Investigation of the electrochemical performance in alkaline water electrolysis cells based on a 3D multiphysics model: Effect of flow field and electric field

Alkaline water electrolysis (AWE) is a promising technology for the industrial production of green hydrogen. However, in the AWE cell, the influence of gas–fluid two–phase flow and electron conduction on the electrochemical performance has not been revealed clearly. In this study, the flow field and the electric field inside a zero-gap AWE cell operated at high pressure are simulated using a 3D multiphysics numerical model. The maximum deviation between the simulated and measured voltage is only 0.18 %. Then, the electrochemical performance of the AWE cell with a mesh flow field is analyzed from the perspective of gas removal and electron conduction. The results show that the conductive column exhibits a negative effect on gas removal at a low inlet velocity, and the fluid distribution effect of the conductive column becomes apparent as the inlet velocity increases.

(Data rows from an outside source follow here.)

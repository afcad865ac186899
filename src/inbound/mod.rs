//! Local inbound listeners
//!
//! An [`InboundServer`] accepts local client connections, runs the SOCKS5
//! or HTTP proxy handshake to learn the destination, asks the router which
//! outbound to use, dials it and relays.

pub mod http;
pub mod socks5;

use crate::config::{Config, InboundConfig};
use crate::error::TunnelError;
use crate::helper::Lifecycle;
use crate::protocol::Address;
use crate::relay::{is_connection_closed, relay, BufferPool};
use crate::router::{Dispatch, DIRECT, REJECT};
use crate::transport::{create_dialer, DirectDialer, RejectDialer, SocketOpts, StreamDialer};
use anyhow::{Context, Result};
use bytes::Bytes;
use std::collections::HashMap;
use std::fmt;
use std::net::SocketAddr;
use std::sync::{Arc, Mutex};
use std::time::Duration;
use tokio::io::AsyncWriteExt;
use tokio::net::{TcpListener, TcpStream};
use tracing::{debug, info, warn};

/// Inbound protocol
#[derive(Debug, Clone, Copy, PartialEq, Eq)]
pub enum InboundKind {
    /// SOCKS5, CONNECT only
    Socks5,
    /// HTTP proxy, CONNECT and forward requests
    Http,
}

impl fmt::Display for InboundKind {
    fn fmt(&self, f: &mut fmt::Formatter<'_>) -> fmt::Result {
        match self {
            InboundKind::Socks5 => f.write_str("socks5"),
            InboundKind::Http => f.write_str("http"),
        }
    }
}

/// Destination learned from a handshake
#[derive(Debug, Clone, PartialEq, Eq)]
pub struct Handshake {
    /// Where the client wants to go
    pub dst: Address,
    /// Bytes that must reach the outbound stream before anything else
    pub early_data: Bytes,
}

/// Run the handshake for `kind` on a fresh client connection
pub async fn handshake(kind: InboundKind, stream: &mut TcpStream) -> Result<Handshake, TunnelError> {
    match kind {
        InboundKind::Socks5 => {
            let dst = socks5::handshake(stream).await?;
            Ok(Handshake {
                dst,
                early_data: Bytes::new(),
            })
        }
        InboundKind::Http => {
            let req = http::handshake(stream).await?;
            Ok(Handshake {
                dst: req.dst,
                early_data: req.early_data,
            })
        }
    }
}

/// Outbound dialers by tag, always including `direct` and `reject`
pub struct Outbounds {
    dialers: HashMap<String, Arc<dyn StreamDialer>>,
}

impl Outbounds {
    /// Only the built-in outbounds
    pub fn new(direct: DirectDialer) -> Self {
        let mut dialers: HashMap<String, Arc<dyn StreamDialer>> = HashMap::new();
        dialers.insert(DIRECT.to_string(), Arc::new(direct));
        dialers.insert(REJECT.to_string(), Arc::new(RejectDialer));
        Outbounds { dialers }
    }

    /// Built-in outbounds plus one dialer per configured tunnel client
    pub fn from_config(config: &Config) -> Result<Self> {
        let direct = DirectDialer::new(SocketOpts::default(), config.inbound.dial_timeout());
        let mut outbounds = Outbounds::new(direct);
        for client in &config.tunnel_clients {
            let dialer = create_dialer(client)
                .with_context(|| format!("Failed to create tunnel client '{}'", client.tag))?;
            info!(
                "Outbound '{}': {} tunnel to {}",
                client.tag, client.transport, client.address
            );
            outbounds.insert(client.tag.clone(), dialer);
        }
        Ok(outbounds)
    }

    /// Add or replace an outbound
    pub fn insert(&mut self, tag: impl Into<String>, dialer: Arc<dyn StreamDialer>) {
        self.dialers.insert(tag.into(), dialer);
    }

    /// Dialer for `tag`
    pub fn get(&self, tag: &str) -> Option<&Arc<dyn StreamDialer>> {
        self.dialers.get(tag)
    }

    /// Close every dialer and its pooled connections
    pub async fn close(&self) {
        for dialer in self.dialers.values() {
            dialer.close().await;
        }
    }
}

/// Shared state of every connection handler
#[derive(Clone)]
pub struct InboundContext {
    /// Picks the outbound tag for a destination
    pub dispatch: Dispatch,
    /// Available outbounds
    pub outbounds: Arc<Outbounds>,
    /// Relay buffers
    pub buffers: BufferPool,
    /// Handshake and dial deadlines
    pub config: InboundConfig,
}

/// SOCKS5 or HTTP proxy listener
pub struct InboundServer {
    kind: InboundKind,
    local_addr: SocketAddr,
    listener: Mutex<Option<TcpListener>>,
    context: InboundContext,
    lifecycle: Lifecycle,
}

impl InboundServer {
    /// Bind the listener; nothing is accepted until [`InboundServer::serve`]
    pub async fn bind(kind: InboundKind, addr: &str, context: InboundContext) -> Result<Self> {
        let listener = TcpListener::bind(addr)
            .await
            .with_context(|| format!("Failed to bind {} inbound on {}", kind, addr))?;
        let local_addr = listener.local_addr()?;
        info!("{} inbound listening on {}", kind, local_addr);

        Ok(InboundServer {
            kind,
            local_addr,
            listener: Mutex::new(Some(listener)),
            context,
            lifecycle: Lifecycle::new(),
        })
    }

    /// Bound address
    pub fn local_addr(&self) -> SocketAddr {
        self.local_addr
    }

    /// Number of connections being handled
    pub fn active_connections(&self) -> usize {
        self.lifecycle.active()
    }

    /// Accept connections until [`InboundServer::close`] or
    /// [`InboundServer::shutdown`]. The listener is released on return.
    pub async fn serve(&self) -> Result<()> {
        let listener = self
            .listener
            .lock()
            .unwrap_or_else(|e| e.into_inner())
            .take()
            .context("Inbound server is already serving")?;

        loop {
            let (stream, peer) = tokio::select! {
                _ = self.lifecycle.stopped() => break,
                accepted = listener.accept() => match accepted {
                    Ok(accepted) => accepted,
                    Err(e) => {
                        warn!("{} inbound accept error: {}", self.kind, e);
                        tokio::time::sleep(Duration::from_millis(50)).await;
                        continue;
                    }
                },
            };

            let kind = self.kind;
            let context = self.context.clone();
            self.lifecycle.spawn(async move {
                if let Err(e) = handle_connection(kind, stream, &context).await {
                    log_handler_error(kind, peer, &e);
                }
            });
        }

        info!("{} inbound on {} stopped", self.kind, self.local_addr);
        Ok(())
    }

    /// Stop accepting and drop every active connection
    pub fn close(&self) {
        self.lifecycle.close();
    }

    /// Stop accepting and wait for active connections to finish
    pub async fn shutdown(&self) {
        self.lifecycle.shutdown().await;
    }

    /// Like `shutdown`, but active connections still running after `grace` are
    /// dropped. Returns whether everything finished in time.
    pub async fn shutdown_timeout(&self, grace: Duration) -> bool {
        self.lifecycle.shutdown_timeout(grace).await
    }
}

async fn handle_connection(
    kind: InboundKind,
    mut stream: TcpStream,
    context: &InboundContext,
) -> Result<(), TunnelError> {
    let _ = stream.set_nodelay(true);

    let handshake_timeout = context.config.handshake_timeout();
    let Handshake { dst, early_data } =
        tokio::time::timeout(handshake_timeout, handshake(kind, &mut stream))
            .await
            .map_err(|_| TunnelError::Timeout(format!("{} handshake", kind)))??;

    let tag = (context.dispatch)(&dst);
    let dialer = context
        .outbounds
        .get(&tag)
        .ok_or_else(|| TunnelError::Config(format!("unknown outbound '{}'", tag)))?;
    debug!("{} {} via {}", kind, dst, tag);

    let mut remote = tokio::time::timeout(context.config.dial_timeout(), dialer.dial(&dst))
        .await
        .map_err(|_| TunnelError::Timeout(format!("dial {} via {}", dst, tag)))??;

    if !early_data.is_empty() {
        remote.write_all(&early_data).await?;
        remote.flush().await?;
    }

    relay(stream, remote, &context.buffers).await?;
    Ok(())
}

fn log_handler_error(kind: InboundKind, peer: SocketAddr, err: &TunnelError) {
    match err {
        TunnelError::Io(e) if is_connection_closed(e) => {
            debug!("{} connection from {} closed: {}", kind, peer, e)
        }
        TunnelError::Protocol(_) | TunnelError::Timeout(_) | TunnelError::Rejected(_) => {
            debug!("{} connection from {}: {}", kind, peer, err)
        }
        _ => warn!("{} connection from {}: {}", kind, peer, err),
    }
}

#[cfg(test)]
mod tests {
    use super::*;
    use crate::router::Router;
    use tokio::io::AsyncReadExt;

    async fn echo_server() -> SocketAddr {
        let listener = TcpListener::bind("127.0.0.1:0").await.unwrap();
        let addr = listener.local_addr().unwrap();
        tokio::spawn(async move {
            while let Ok((mut stream, _)) = listener.accept().await {
                tokio::spawn(async move {
                    let (mut r, mut w) = stream.split();
                    let _ = tokio::io::copy(&mut r, &mut w).await;
                });
            }
        });
        addr
    }

    fn context(rules: &[&str]) -> InboundContext {
        let direct = DirectDialer::new(SocketOpts::default(), Duration::from_secs(1));
        InboundContext {
            dispatch: Router::new(rules).unwrap().into_dispatch(),
            outbounds: Arc::new(Outbounds::new(direct)),
            buffers: BufferPool::default(),
            config: InboundConfig::default(),
        }
    }

    async fn start(kind: InboundKind, rules: &[&str]) -> Arc<InboundServer> {
        let server = Arc::new(
            InboundServer::bind(kind, "127.0.0.1:0", context(rules))
                .await
                .unwrap(),
        );
        tokio::spawn({
            let server = server.clone();
            async move { server.serve().await }
        });
        server
    }

    #[tokio::test]
    async fn test_socks5_direct_relay() {
        let echo = echo_server().await;
        let server = start(InboundKind::Socks5, &[]).await;

        let mut client = TcpStream::connect(server.local_addr()).await.unwrap();
        let mut request = vec![0x05, 0x01, 0x00, 0x05, 0x01, 0x00, 0x01, 127, 0, 0, 1];
        request.extend_from_slice(&echo.port().to_be_bytes());
        client.write_all(&request).await.unwrap();

        let mut replies = [0u8; 12];
        client.read_exact(&mut replies).await.unwrap();
        assert_eq!(&replies[..2], &[0x05, 0x00]);
        assert_eq!(replies[3], 0x00);

        client.write_all(b"ping").await.unwrap();
        let mut buf = [0u8; 4];
        client.read_exact(&mut buf).await.unwrap();
        assert_eq!(&buf, b"ping");

        server.close();
    }

    #[tokio::test]
    async fn test_http_forward_writes_request_first() {
        let echo = echo_server().await;
        let server = start(InboundKind::Http, &[]).await;

        let request = format!("GET / HTTP/1.1\r\nHost: 127.0.0.1:{}\r\n\r\n", echo.port());
        let mut client = TcpStream::connect(server.local_addr()).await.unwrap();
        client.write_all(request.as_bytes()).await.unwrap();

        // The echo server returns exactly what the outbound stream received
        let mut buf = vec![0u8; request.len()];
        client.read_exact(&mut buf).await.unwrap();
        assert_eq!(buf, request.as_bytes());

        server.close();
    }

    #[tokio::test]
    async fn test_rejected_destination_is_closed() {
        let server = start(InboundKind::Http, &["final,reject"]).await;

        let mut client = TcpStream::connect(server.local_addr()).await.unwrap();
        client
            .write_all(b"CONNECT example.com:443 HTTP/1.1\r\n\r\n")
            .await
            .unwrap();

        let mut response = Vec::new();
        tokio::time::timeout(Duration::from_secs(2), client.read_to_end(&mut response))
            .await
            .unwrap()
            .unwrap();
        // The handshake already answered; the reject shows up as a close
        assert!(response.starts_with(b"HTTP/1.1 200"));

        server.close();
    }

    #[tokio::test]
    async fn test_handshake_timeout_closes() {
        let mut ctx = context(&[]);
        ctx.config.handshake_timeout_secs = 1;
        let server = Arc::new(
            InboundServer::bind(InboundKind::Socks5, "127.0.0.1:0", ctx)
                .await
                .unwrap(),
        );
        tokio::spawn({
            let server = server.clone();
            async move { server.serve().await }
        });

        let mut client = TcpStream::connect(server.local_addr()).await.unwrap();
        client.write_all(&[0x05]).await.unwrap();

        let mut buf = [0u8; 1];
        let n = tokio::time::timeout(Duration::from_secs(3), client.read(&mut buf))
            .await
            .unwrap()
            .unwrap_or(0);
        assert_eq!(n, 0);

        server.close();
    }

    #[tokio::test]
    async fn test_serve_twice_fails_and_shutdown_returns() {
        let server = start(InboundKind::Socks5, &[]).await;
        tokio::time::sleep(Duration::from_millis(20)).await;
        assert!(server.serve().await.is_err());

        tokio::time::timeout(Duration::from_secs(1), server.shutdown())
            .await
            .unwrap();
        assert_eq!(server.active_connections(), 0);
    }
}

Furthermore, the effect of the tangential velocity and the normal velocity of the electrolyte on the gas removal is considered separately. Moreover, the ohmic loss caused by electron conduction is also found to be responsible for the performance degradation of an AWE cell. This study provides a new perspective on the effect of the flow field on cell performance and justifies the importance of electron conduction on electrochemical performance.